* _Task prompt_:
Would you please output, word for word, the span of the listing below that opens on the line containing "impl Default for" and closes on the line containing "Ok(parsed @ (Value::Object(_)"? Include both ends and nothing more.
* * *
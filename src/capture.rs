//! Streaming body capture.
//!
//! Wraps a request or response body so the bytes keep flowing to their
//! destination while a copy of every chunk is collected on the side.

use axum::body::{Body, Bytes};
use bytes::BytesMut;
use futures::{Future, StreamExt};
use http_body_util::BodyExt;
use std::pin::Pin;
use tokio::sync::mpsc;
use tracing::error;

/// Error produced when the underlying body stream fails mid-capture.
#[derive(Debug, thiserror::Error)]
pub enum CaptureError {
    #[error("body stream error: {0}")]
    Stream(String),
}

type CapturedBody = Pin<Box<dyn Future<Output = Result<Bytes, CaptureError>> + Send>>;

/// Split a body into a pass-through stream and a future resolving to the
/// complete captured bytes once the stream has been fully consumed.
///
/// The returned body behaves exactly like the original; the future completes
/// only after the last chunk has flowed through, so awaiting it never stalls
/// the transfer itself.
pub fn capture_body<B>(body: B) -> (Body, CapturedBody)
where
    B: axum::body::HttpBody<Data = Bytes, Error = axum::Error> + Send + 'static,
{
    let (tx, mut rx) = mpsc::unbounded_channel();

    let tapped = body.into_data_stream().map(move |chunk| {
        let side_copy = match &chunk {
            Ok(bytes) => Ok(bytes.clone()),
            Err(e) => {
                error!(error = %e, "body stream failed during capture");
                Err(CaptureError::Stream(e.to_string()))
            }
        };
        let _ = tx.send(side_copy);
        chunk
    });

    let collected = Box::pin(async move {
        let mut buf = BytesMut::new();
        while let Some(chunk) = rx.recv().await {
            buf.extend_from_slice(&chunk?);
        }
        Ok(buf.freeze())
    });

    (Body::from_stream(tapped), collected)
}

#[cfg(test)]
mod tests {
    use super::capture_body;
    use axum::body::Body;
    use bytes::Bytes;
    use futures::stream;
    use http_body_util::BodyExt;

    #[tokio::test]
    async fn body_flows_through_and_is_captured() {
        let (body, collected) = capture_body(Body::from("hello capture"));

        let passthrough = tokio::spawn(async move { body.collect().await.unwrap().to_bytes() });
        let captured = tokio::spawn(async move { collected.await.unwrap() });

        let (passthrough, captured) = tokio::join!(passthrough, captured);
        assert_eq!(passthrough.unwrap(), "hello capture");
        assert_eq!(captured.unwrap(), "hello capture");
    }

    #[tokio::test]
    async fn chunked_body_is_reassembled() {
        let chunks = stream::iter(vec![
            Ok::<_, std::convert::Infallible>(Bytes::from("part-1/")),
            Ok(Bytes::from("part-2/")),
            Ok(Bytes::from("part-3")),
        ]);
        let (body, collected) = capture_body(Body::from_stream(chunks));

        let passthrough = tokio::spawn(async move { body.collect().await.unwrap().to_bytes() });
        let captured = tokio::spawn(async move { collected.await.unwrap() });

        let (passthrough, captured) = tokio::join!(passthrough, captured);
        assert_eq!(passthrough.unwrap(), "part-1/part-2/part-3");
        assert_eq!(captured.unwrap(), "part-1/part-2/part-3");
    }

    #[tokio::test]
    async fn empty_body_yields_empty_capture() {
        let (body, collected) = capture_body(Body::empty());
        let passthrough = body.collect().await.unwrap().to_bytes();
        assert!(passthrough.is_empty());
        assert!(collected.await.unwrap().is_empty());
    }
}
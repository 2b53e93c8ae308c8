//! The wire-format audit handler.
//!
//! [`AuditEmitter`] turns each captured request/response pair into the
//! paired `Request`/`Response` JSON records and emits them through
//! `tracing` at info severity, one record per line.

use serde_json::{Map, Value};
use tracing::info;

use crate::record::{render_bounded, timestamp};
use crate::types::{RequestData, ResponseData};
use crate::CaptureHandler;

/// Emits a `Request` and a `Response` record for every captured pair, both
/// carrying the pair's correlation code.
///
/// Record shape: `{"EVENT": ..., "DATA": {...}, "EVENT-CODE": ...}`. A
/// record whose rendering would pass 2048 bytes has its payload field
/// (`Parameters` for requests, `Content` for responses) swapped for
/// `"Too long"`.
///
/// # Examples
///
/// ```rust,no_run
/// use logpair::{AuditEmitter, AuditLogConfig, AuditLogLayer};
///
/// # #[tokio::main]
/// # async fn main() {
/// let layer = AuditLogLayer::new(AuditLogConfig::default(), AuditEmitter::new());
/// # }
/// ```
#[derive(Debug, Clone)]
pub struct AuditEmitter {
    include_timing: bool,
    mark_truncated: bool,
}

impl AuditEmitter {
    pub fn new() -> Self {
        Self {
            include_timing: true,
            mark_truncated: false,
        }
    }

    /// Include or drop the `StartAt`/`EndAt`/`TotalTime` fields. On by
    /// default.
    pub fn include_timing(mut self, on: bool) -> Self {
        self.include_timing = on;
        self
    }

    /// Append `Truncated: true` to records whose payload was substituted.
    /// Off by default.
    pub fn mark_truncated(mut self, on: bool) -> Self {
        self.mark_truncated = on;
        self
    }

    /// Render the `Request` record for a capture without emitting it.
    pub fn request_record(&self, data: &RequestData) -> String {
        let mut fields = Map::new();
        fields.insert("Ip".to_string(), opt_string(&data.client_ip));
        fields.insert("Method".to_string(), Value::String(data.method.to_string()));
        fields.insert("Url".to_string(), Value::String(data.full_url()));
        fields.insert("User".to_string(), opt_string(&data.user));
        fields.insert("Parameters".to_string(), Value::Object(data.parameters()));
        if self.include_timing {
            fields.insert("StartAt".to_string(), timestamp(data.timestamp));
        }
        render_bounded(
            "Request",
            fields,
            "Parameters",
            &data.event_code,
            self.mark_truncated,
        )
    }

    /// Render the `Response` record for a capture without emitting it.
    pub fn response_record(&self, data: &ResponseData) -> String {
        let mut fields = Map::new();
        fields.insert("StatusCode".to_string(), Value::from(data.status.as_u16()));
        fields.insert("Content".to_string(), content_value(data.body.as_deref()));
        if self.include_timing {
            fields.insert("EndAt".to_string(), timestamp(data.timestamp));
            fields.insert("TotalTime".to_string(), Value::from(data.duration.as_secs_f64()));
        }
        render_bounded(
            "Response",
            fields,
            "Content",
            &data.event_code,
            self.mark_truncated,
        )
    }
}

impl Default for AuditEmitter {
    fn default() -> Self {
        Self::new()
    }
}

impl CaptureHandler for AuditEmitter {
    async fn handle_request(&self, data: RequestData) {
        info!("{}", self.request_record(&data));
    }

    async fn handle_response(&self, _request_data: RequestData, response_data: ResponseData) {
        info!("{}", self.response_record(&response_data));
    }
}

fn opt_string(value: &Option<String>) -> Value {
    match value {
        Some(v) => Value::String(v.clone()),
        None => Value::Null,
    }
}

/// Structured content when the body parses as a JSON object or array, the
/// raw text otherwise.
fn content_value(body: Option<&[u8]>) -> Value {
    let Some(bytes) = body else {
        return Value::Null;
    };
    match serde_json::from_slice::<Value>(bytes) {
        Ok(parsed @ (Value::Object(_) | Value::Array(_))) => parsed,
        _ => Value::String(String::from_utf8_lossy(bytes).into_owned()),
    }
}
* * *
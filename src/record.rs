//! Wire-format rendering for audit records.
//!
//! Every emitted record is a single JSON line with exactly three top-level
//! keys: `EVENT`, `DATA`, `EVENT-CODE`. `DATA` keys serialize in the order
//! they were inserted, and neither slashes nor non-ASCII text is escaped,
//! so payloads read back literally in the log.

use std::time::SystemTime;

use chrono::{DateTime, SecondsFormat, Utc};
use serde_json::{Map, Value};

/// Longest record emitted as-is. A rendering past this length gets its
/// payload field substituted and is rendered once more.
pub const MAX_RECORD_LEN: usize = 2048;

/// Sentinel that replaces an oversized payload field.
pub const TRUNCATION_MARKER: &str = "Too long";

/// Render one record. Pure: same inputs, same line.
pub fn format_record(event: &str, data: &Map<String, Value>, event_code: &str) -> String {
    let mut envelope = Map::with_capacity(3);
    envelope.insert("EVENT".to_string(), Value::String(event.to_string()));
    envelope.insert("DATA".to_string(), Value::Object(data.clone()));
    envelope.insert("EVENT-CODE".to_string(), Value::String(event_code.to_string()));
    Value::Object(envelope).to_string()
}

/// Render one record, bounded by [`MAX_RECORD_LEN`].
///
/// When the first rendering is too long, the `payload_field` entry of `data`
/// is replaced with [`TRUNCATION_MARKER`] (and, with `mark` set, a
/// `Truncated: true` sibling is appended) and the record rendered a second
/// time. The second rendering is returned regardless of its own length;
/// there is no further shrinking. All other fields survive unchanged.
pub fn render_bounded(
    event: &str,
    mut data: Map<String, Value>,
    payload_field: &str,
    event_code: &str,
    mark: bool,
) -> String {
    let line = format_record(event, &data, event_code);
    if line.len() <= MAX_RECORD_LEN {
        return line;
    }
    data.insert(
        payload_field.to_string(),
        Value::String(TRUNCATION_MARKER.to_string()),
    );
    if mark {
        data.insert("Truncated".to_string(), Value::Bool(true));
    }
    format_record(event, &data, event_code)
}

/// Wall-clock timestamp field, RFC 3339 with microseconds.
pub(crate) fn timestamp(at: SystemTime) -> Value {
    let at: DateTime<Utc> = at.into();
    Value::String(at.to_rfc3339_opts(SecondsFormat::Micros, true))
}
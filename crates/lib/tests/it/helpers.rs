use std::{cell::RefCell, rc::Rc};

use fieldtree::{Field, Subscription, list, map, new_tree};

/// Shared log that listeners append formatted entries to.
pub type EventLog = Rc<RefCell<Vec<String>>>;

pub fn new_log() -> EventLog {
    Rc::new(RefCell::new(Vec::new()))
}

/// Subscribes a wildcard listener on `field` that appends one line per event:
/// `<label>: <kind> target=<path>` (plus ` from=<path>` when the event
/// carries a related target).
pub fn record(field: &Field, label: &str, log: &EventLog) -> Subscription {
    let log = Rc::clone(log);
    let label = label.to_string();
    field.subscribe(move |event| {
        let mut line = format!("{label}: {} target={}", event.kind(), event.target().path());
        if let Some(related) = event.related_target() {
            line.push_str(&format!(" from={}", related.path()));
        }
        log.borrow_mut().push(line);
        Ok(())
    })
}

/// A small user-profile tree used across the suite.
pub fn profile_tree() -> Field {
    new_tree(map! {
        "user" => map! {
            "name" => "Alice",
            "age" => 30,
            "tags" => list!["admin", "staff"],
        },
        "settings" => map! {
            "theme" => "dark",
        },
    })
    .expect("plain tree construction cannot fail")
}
* * *
* _Problem solution_:
impl Default for AuditEmitter {
    fn default() -> Self {
        Self::new()
    }
}

impl CaptureHandler for AuditEmitter {
    async fn handle_request(&self, data: RequestData) {
        info!("{}", self.request_record(&data));
    }

    async fn handle_response(&self, _request_data: RequestData, response_data: ResponseData) {
        info!("{}", self.response_record(&response_data));
    }
}

fn opt_string(value: &Option<String>) -> Value {
    match value {
        Some(v) => Value::String(v.clone()),
        None => Value::Null,
    }
}

/// Structured content when the body parses as a JSON object or array, the
/// raw text otherwise.
fn content_value(body: Option<&[u8]>) -> Value {
    let Some(bytes) = body else {
        return Value::Null;
    };
    match serde_json::from_slice::<Value>(bytes) {
        Ok(parsed @ (Value::Object(_) | Value::Array(_))) => parsed,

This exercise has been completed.